European Rally Championship career
- Debut season: 2013
- Current team: The Boar ProRacing
- Starts: 14
- Championships: 0 (ERC Production – 1)
- Wins: 0 (ERC Production – 1)
- Best finish: 37 (ERC Production – 1) in 2014

Previous series
- 2011–2012: Intercontinental Rally Challenge

= Ivan Mishyn =

Ukrainian rally codriver

Ivan Mishyn (Мішин Іван Віталійович; born March 31, 1985, Odesa, Ukrainian Soviet Socialist Republic) is a Ukrainian rally codriver, Ukrainian rally vice-champion, European rally champion in ERC Production Cup category, and The Boar ProRacing team codriver.

Ivan Mishyn is the only Ukrainian codriver and the only codriver from the former Soviet Union who has won the title of European Rally Champion.

== Career ==

=== Ukrainian Rally Championship ===

Ivan Mishyn's rallying career is inextricably linked to his childhood friend Vitaliy Pushkar.

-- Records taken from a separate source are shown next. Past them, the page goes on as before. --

/*
 *  display/drivers/emulator.rs
 *
 *  ContribMon - GitHub contribution calendar for RGB LED matrices
 *  (c) 2026 the ContribMon authors
 *
 *  Matrix emulator driver for desktop testing
 *
 *  This program is free software: you can redistribute it and/or modify
 *  it under the terms of the GNU General Public License as published by
 *  the Free Software Foundation, either version 3 of the License, or
 *  (at your option) any later version.
 *
 *  This program is distributed in the hope that it will be useful,
 *  but WITHOUT ANY WARRANTY; without even the implied warranty of
 *  MERCHANTABILITY or FITNESS FOR A PARTICULAR PURPOSE.  See the
 *  GNU General Public License for more details.
 *
 *  See <http://www.gnu.org/licenses/> to get a copy of the GNU General
 *  Public License.
 *
 */

use embedded_graphics::pixelcolor::{Rgb888, RgbColor};
use std::sync::{Arc, Mutex, MutexGuard};

use crate::display::error::DisplayError;
use crate::display::framebuffer::FrameBuffer;
use crate::display::traits::{check_level, MatrixCapabilities, MatrixDriver};

/// Shared emulator state (for window access)
#[derive(Debug)]
pub struct EmulatorState {
    /// Last presented frame, row-major
    pub buffer: Vec<Rgb888>,

    /// Matrix dimensions
    pub width: u32,
    pub height: u32,

    /// Global brightness (0.0 - 1.0), applied by the window
    pub brightness: f32,

    /// Speaker volume (0.0 - 1.0), shown in the title only
    pub volume: f32,

    /// Frame counter
    pub frame_count: u64,
}

impl EmulatorState {
    /// RGBA for one matrix pixel after brightness
    pub fn rgba(&self, index: usize) -> Option<[u8; 4]> {
        self.buffer.get(index).map(|c| {
            let scale = |v: u8| (v as f32 * self.brightness) as u8;
            [scale(c.r()), scale(c.g()), scale(c.b()), 255]
        })
    }
}

/// Emulator matrix driver
///
/// Presents frames into a shared state that [`EmulatorWindow`] renders in a
/// desktop window, so the whole loop runs without a Galactic Unicorn.
///
/// [`EmulatorWindow`]: crate::display::emulator_window::EmulatorWindow
pub struct EmulatorDriver {
    capabilities: MatrixCapabilities,
    state: Arc<Mutex<EmulatorState>>,
}

impl EmulatorDriver {
    pub fn new(width: u32, height: u32) -> Self {
        let state = Arc::new(Mutex::new(EmulatorState {
            buffer: vec![Rgb888::BLACK; (width * height) as usize],
            width,
            height,
            brightness: 1.0,
            volume: 0.0,
            frame_count: 0,
        }));

        Self {
            capabilities: MatrixCapabilities::galactic(width, height),
            state,
        }
    }

    /// Get shared state for window rendering
    pub fn state(&self) -> Arc<Mutex<EmulatorState>> {
        Arc::clone(&self.state)
    }

    fn lock(&self) -> MutexGuard<'_, EmulatorState> {
        self.state.lock().unwrap_or_else(|e| e.into_inner())
    }
}

impl MatrixDriver for EmulatorDriver {
    fn capabilities(&self) -> &MatrixCapabilities {
        &self.capabilities
    }

    fn init(&mut self) -> Result<(), DisplayError> {
        // Nothing to initialize for emulator
        Ok(())
    }

    fn present(&mut self, frame: &FrameBuffer) -> Result<(), DisplayError> {
        let mut state = self.lock();
        if frame.as_slice().len() != state.buffer.len() {
            return Err(DisplayError::BufferSizeMismatch {
                expected: state.buffer.len(),
                actual: frame.as_slice().len(),
            });
        }
        state.buffer.copy_from_slice(frame.as_slice());
        state.frame_count += 1;
        Ok(())
    }

    fn set_brightness(&mut self, level: f32) -> Result<(), DisplayError> {
        self.lock().brightness = check_level(level)?;
        Ok(())
    }

    fn set_volume(&mut self, level: f32) -> Result<(), DisplayError> {
        self.lock().volume = check_level(level)?;
        Ok(())
    }
}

Friends began to visit rallies together as a fans, and also made their debut together as a professional rally crew, where Vitaliy took the driver's role, and Ivan became the codriver. Their first car was the all-wheel drive 2.0 liter Subaru Impreza, which was previously owned by another Odesa driver Igor Chapovsky.

During the 2009 season Pushkar and Mishyn started in 11 rallies with the only retirement at the Bukovina rally, due to technical problems. Such stability has helped friends to become a winners of Ukrainian rally Championship in U12 class for the first year of performances.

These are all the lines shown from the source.